Description of the task ::
Search the data for the word "subdomain". Reproduce every line where it is found.

[Saved entries]

· · · ·

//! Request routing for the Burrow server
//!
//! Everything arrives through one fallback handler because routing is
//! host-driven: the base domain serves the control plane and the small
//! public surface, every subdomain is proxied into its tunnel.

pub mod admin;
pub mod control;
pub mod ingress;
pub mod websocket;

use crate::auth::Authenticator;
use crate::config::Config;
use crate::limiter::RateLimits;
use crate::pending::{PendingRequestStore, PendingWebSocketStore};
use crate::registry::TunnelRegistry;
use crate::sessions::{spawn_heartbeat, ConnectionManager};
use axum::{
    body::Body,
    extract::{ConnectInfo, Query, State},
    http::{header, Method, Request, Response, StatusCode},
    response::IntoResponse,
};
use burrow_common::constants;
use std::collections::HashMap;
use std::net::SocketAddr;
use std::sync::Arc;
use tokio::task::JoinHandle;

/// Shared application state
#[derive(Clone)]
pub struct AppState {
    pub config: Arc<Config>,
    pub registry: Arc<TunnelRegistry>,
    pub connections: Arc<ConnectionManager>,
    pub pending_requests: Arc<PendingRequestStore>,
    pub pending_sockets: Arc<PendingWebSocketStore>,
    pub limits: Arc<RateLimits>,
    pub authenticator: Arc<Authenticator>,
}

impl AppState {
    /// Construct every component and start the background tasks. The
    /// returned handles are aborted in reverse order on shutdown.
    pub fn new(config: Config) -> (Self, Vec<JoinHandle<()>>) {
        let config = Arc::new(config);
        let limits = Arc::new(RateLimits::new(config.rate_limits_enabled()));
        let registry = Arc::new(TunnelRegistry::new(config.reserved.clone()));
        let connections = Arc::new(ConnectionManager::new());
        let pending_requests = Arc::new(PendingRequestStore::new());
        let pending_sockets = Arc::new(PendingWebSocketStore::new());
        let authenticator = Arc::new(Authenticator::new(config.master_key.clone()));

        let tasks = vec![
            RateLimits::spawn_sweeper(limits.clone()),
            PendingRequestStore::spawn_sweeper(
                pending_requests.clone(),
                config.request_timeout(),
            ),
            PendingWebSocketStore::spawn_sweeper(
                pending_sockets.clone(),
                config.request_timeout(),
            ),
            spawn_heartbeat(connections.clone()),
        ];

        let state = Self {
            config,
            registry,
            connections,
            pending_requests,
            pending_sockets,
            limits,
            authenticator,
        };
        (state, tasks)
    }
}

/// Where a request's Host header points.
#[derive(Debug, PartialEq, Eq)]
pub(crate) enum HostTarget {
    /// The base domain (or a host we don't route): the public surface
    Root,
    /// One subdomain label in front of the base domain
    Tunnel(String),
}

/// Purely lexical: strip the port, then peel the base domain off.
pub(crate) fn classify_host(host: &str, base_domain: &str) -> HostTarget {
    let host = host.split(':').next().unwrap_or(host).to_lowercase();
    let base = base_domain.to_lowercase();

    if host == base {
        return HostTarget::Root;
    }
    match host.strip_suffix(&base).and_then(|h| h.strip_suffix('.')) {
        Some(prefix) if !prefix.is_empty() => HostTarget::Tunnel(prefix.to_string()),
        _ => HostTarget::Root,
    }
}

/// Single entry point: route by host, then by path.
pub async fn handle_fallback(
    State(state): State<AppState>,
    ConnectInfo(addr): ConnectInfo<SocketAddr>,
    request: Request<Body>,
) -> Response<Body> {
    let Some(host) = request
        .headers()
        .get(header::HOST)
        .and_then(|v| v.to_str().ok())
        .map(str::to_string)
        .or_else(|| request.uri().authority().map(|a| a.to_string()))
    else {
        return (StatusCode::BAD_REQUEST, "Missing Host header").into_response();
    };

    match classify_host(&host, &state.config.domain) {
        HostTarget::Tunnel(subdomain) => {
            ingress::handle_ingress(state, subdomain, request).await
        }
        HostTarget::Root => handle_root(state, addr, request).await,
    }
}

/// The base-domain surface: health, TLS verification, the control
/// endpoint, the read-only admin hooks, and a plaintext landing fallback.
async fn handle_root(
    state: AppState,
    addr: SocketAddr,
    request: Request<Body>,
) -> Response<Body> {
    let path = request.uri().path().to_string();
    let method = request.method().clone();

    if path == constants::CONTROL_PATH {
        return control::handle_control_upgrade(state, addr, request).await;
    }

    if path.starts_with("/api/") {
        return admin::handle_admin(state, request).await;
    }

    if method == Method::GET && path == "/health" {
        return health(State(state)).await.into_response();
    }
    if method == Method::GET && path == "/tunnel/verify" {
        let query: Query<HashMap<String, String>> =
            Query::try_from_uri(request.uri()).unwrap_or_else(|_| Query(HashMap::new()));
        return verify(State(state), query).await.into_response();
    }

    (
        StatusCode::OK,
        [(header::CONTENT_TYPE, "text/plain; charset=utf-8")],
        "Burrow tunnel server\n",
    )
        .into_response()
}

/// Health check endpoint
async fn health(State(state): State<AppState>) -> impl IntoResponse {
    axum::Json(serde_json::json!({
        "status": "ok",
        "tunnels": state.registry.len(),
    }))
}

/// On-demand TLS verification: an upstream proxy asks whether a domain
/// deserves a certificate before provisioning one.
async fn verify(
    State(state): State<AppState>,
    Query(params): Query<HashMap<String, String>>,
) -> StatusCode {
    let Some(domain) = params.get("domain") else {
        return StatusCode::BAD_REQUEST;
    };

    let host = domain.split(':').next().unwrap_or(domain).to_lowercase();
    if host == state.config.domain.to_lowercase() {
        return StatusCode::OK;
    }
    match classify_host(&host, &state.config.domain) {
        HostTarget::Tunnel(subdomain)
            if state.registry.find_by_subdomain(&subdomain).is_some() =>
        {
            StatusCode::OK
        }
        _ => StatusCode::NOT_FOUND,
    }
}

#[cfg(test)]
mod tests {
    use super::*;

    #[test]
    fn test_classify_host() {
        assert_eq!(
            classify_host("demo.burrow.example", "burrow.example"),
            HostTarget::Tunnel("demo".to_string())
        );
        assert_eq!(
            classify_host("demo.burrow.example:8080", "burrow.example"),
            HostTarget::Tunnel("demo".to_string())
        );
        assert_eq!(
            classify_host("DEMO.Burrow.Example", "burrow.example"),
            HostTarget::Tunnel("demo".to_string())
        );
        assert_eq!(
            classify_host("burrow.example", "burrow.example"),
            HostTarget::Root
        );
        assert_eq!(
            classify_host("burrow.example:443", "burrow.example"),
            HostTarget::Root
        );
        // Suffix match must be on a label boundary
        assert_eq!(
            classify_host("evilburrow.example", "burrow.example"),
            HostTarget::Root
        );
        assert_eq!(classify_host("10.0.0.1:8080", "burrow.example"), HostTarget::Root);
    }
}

· · · ·

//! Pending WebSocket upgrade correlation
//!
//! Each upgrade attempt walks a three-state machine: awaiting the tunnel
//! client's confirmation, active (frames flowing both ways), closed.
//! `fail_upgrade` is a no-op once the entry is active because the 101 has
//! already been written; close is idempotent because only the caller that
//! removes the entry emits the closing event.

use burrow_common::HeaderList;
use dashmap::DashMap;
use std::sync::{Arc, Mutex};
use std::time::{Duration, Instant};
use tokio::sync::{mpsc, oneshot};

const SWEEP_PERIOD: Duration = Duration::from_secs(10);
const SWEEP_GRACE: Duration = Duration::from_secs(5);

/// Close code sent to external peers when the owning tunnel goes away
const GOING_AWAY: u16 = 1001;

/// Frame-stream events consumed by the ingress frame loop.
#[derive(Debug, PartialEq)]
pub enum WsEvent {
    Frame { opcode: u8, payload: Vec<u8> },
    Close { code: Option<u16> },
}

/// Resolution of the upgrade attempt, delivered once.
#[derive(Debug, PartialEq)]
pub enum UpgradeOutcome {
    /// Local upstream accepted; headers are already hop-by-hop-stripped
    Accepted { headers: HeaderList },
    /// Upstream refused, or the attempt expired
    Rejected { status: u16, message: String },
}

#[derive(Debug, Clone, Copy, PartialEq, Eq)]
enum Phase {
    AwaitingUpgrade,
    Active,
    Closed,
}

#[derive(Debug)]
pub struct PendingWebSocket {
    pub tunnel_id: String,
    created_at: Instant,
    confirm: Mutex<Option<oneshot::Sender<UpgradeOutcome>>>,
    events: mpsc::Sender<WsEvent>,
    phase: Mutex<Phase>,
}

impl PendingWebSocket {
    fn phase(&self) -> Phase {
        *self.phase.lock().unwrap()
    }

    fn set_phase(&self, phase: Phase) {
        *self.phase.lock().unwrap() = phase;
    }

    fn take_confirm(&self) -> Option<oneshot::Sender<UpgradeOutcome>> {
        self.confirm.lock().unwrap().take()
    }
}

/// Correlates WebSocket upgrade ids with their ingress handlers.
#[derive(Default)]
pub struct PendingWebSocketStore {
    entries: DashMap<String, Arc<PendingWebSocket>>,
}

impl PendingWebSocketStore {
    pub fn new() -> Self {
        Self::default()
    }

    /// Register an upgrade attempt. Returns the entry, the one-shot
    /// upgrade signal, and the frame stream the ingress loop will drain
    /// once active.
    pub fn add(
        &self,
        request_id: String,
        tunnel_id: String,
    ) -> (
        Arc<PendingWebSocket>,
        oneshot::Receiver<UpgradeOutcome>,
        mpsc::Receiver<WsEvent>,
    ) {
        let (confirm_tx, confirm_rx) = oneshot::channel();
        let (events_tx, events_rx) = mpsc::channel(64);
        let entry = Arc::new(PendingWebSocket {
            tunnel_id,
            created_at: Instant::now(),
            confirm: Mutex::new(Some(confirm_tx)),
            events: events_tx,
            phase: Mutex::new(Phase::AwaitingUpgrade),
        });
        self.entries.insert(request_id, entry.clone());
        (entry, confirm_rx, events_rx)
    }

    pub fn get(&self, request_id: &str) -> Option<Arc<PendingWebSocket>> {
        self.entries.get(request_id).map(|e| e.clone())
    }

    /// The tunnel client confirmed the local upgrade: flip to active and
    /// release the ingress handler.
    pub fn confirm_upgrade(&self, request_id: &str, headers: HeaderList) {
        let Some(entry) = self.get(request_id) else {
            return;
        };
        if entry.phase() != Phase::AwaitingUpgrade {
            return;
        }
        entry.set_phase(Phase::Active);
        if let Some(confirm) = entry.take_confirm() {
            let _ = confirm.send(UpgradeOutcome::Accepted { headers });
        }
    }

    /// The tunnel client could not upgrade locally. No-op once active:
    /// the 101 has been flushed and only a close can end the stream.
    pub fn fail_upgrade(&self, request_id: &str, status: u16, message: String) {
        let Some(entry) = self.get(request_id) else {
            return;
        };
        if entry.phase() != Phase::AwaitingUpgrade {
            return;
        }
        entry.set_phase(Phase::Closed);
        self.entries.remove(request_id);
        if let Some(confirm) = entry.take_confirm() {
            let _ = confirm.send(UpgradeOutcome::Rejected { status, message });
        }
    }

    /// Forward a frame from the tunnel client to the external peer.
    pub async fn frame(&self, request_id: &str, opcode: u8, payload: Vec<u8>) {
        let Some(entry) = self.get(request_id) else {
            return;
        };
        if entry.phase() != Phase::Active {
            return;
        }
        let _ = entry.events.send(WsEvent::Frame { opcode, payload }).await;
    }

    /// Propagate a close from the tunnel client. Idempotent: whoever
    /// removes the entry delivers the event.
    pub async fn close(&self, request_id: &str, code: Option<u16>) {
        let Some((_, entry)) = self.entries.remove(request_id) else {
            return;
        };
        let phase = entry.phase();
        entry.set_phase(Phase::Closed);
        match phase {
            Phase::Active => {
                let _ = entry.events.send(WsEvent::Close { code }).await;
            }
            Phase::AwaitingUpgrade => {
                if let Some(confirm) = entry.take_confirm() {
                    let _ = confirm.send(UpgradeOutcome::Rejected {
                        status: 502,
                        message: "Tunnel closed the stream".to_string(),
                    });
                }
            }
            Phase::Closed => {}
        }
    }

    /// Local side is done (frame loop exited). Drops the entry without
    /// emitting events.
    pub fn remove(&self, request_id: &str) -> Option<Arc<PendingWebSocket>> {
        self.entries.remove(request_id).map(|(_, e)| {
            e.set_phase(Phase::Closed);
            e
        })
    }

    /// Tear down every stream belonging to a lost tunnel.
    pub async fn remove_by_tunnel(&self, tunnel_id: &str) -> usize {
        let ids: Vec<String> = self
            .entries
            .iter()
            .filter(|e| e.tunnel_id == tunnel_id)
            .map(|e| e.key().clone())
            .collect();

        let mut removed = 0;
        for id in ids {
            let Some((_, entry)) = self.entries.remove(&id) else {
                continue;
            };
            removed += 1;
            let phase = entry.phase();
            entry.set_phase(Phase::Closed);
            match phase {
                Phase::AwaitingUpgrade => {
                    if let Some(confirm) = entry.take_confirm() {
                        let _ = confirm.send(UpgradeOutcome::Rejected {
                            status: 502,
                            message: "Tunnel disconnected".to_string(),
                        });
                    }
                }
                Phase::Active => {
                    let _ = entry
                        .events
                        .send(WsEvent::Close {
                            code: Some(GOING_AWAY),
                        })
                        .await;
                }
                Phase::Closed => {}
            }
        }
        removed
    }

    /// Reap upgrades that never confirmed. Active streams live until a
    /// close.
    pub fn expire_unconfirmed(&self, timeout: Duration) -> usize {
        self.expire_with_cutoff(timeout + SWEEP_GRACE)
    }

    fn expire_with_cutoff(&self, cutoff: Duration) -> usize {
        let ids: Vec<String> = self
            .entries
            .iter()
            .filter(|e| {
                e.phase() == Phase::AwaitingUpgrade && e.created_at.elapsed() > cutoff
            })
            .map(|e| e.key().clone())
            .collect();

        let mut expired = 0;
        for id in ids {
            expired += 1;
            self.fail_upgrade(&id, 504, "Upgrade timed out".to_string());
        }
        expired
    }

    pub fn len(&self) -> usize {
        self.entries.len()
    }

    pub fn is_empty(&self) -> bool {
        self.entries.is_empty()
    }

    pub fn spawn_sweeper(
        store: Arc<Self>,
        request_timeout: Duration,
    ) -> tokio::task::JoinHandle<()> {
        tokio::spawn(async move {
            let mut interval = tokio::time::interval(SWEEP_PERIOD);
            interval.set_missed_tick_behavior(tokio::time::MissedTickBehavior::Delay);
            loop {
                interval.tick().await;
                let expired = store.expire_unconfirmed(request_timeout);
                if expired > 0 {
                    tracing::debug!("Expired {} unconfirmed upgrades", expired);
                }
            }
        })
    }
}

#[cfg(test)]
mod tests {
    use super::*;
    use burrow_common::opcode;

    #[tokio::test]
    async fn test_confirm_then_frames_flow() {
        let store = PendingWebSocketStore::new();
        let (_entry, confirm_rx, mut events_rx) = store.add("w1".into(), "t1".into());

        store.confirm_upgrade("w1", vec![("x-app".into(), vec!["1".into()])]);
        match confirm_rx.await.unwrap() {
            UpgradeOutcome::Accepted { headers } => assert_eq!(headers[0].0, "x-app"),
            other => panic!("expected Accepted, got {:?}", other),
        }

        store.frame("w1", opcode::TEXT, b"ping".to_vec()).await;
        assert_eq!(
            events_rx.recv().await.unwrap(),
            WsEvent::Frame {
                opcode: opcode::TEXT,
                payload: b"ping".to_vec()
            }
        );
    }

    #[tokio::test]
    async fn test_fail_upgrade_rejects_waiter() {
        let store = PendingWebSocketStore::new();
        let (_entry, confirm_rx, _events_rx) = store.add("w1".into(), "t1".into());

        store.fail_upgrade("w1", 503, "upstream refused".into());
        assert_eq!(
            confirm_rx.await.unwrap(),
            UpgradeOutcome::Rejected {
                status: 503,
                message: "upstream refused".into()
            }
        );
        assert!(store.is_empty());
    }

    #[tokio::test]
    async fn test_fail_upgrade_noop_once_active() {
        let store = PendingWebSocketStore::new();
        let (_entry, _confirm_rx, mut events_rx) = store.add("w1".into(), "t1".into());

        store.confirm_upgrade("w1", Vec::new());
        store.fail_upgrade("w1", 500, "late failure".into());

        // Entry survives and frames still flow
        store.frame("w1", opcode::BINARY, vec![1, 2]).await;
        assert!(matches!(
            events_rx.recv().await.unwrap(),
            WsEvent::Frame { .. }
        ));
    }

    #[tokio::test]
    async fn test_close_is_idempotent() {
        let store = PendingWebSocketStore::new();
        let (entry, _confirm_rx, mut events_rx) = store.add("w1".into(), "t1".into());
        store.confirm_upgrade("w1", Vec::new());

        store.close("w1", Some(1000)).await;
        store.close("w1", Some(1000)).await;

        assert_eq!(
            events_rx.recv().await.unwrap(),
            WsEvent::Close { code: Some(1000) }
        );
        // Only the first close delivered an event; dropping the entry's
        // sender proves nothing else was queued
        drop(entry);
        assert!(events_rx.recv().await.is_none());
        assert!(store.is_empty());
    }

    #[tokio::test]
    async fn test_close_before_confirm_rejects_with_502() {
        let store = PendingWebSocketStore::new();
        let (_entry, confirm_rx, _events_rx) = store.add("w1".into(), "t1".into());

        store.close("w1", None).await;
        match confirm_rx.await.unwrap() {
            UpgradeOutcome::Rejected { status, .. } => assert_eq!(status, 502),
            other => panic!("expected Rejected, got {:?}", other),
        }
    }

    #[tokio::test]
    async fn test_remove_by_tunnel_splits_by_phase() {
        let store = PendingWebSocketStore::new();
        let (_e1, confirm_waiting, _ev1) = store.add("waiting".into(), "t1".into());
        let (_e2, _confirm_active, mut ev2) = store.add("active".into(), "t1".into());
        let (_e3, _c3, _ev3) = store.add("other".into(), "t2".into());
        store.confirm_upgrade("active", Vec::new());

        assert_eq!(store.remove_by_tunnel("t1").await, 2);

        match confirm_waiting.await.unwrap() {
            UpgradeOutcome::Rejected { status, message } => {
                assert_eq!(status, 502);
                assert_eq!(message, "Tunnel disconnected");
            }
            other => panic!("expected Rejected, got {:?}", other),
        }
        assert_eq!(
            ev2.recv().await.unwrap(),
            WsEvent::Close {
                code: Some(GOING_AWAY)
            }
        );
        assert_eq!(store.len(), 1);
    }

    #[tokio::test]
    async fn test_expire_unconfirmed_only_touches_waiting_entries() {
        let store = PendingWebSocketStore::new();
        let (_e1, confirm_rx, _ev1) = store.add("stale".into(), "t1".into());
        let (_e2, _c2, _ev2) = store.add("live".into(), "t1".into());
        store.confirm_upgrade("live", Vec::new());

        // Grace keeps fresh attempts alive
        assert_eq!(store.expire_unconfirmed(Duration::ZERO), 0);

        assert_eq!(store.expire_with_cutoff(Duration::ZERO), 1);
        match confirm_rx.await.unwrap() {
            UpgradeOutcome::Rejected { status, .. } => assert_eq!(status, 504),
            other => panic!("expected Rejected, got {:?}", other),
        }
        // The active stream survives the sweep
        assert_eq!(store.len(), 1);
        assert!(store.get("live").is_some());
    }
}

· · · ·

Answer space ::
//! public surface, every subdomain is proxied into its tunnel.
    /// One subdomain label in front of the base domain
        HostTarget::Tunnel(subdomain) => {
            ingress::handle_ingress(state, subdomain, request).await
        HostTarget::Tunnel(subdomain)
            if state.registry.find_by_subdomain(&subdomain).is_some() =>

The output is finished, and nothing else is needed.